ACTIVITY
The line that contains "modes skip the" marks the end: retype the data below exactly from its first line through that line.

(Collected data entries)
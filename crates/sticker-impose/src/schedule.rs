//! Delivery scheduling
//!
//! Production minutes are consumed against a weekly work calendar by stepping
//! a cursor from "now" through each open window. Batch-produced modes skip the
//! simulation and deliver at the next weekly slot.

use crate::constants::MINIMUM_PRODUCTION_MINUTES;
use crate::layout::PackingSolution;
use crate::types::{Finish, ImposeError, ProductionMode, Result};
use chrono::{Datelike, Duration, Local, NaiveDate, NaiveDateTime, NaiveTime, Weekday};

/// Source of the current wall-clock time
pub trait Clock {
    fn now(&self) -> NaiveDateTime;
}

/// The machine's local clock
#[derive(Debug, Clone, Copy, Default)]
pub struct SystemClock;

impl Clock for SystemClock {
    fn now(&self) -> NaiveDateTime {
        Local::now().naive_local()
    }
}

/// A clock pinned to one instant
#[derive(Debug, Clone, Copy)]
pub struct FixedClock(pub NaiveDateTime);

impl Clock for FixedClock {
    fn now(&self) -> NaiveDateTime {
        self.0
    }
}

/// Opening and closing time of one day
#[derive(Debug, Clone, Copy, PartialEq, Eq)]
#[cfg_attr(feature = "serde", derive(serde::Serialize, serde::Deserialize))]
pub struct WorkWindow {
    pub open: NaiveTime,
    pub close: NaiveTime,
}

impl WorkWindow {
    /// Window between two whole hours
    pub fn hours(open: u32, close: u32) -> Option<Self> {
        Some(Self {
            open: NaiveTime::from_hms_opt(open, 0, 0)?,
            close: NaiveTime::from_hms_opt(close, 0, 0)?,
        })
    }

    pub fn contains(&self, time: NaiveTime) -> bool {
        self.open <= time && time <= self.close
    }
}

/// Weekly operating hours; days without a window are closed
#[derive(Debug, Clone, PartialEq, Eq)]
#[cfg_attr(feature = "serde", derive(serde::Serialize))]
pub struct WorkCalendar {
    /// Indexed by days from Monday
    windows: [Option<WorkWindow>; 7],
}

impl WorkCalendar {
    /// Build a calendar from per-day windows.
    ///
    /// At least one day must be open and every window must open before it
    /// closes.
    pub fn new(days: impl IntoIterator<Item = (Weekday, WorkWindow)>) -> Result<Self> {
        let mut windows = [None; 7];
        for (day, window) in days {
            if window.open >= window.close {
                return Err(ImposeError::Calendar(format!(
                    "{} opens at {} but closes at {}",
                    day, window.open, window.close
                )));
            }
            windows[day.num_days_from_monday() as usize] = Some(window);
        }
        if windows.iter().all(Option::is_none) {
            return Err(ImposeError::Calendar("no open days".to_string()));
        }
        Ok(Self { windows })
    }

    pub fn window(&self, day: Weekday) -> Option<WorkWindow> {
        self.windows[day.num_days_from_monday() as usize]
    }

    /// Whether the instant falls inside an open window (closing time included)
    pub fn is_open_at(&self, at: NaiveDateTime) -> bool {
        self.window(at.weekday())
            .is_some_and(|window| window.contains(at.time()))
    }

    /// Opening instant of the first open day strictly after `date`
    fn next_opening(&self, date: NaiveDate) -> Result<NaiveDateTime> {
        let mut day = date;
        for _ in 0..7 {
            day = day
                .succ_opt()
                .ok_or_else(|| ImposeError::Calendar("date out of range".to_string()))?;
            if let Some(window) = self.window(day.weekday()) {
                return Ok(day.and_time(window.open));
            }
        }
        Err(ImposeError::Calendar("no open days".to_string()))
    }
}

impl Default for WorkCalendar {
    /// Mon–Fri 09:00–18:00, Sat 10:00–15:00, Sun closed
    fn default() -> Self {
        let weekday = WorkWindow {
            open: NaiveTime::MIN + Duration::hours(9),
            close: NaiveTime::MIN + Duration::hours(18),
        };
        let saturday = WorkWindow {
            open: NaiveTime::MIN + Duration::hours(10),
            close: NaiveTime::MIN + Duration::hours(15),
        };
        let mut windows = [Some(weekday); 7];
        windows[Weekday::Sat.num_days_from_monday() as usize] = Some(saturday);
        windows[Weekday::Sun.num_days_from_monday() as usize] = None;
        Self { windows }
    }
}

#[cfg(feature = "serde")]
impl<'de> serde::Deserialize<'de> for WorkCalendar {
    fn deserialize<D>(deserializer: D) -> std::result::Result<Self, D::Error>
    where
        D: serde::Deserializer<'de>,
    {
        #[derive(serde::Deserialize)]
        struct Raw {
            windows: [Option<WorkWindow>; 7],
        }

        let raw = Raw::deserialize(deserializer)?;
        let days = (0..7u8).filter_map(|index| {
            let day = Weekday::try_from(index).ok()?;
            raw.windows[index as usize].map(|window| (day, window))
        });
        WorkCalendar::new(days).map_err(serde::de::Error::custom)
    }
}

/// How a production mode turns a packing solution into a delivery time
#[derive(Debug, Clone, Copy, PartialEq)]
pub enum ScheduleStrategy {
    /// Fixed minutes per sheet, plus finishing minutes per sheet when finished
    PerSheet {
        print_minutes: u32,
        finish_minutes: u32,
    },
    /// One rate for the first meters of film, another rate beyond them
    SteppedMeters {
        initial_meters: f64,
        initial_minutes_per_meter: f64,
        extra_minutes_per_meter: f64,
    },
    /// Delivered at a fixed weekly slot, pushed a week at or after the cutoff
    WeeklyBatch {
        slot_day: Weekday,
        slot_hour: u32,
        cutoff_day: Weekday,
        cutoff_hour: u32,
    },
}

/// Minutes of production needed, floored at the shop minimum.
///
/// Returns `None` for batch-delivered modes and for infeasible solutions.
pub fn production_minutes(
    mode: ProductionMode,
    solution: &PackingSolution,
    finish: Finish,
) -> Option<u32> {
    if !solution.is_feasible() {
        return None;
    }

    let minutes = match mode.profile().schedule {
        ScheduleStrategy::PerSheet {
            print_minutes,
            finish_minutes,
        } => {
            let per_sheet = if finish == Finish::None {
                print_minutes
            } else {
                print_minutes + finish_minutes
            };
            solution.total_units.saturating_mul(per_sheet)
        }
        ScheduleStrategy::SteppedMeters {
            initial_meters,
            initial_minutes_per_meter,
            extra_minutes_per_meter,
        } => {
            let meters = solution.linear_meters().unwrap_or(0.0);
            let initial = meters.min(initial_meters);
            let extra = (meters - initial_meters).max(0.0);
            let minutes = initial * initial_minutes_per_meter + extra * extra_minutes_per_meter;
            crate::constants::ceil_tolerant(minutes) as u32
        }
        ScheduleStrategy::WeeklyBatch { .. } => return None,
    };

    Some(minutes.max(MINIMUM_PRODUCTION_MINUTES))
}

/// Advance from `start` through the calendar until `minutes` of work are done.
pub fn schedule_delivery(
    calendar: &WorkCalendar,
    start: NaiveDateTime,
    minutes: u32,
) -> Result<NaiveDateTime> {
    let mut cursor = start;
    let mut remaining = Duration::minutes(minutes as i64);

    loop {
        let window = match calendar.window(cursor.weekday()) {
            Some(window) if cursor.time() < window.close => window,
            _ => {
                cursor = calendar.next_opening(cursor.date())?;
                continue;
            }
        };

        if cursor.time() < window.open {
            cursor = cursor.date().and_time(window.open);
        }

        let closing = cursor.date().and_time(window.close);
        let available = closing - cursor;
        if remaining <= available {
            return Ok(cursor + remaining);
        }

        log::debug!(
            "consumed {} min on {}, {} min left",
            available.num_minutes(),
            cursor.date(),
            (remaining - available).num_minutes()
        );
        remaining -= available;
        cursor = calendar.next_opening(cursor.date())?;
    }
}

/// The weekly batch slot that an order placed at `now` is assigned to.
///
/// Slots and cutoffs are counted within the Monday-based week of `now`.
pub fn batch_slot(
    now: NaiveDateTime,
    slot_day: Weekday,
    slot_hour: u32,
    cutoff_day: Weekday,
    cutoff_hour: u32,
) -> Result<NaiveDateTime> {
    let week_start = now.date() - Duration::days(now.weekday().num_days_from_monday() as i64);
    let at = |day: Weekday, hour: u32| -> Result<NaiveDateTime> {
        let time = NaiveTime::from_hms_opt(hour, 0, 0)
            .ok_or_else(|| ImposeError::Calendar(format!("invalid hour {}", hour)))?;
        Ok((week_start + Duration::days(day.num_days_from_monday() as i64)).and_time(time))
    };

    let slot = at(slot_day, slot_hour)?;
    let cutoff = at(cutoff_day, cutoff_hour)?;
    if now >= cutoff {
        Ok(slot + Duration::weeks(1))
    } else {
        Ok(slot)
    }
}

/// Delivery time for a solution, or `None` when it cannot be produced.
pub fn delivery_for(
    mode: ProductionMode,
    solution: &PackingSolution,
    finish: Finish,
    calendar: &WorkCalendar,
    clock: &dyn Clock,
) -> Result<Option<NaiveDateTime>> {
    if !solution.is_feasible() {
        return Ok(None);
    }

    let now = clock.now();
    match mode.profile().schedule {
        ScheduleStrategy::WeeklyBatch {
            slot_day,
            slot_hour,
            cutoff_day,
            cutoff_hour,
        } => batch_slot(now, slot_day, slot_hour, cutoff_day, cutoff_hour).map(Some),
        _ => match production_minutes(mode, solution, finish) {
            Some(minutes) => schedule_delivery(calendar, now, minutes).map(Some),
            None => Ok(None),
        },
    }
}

RESPONSE TO THIS EXERCISE
filename crates/sticker-impose/src/schedule.rs
//! Delivery scheduling
//!
//! Production minutes are consumed against a weekly work calendar by stepping
//! a cursor from "now" through each open window. Batch-produced modes skip the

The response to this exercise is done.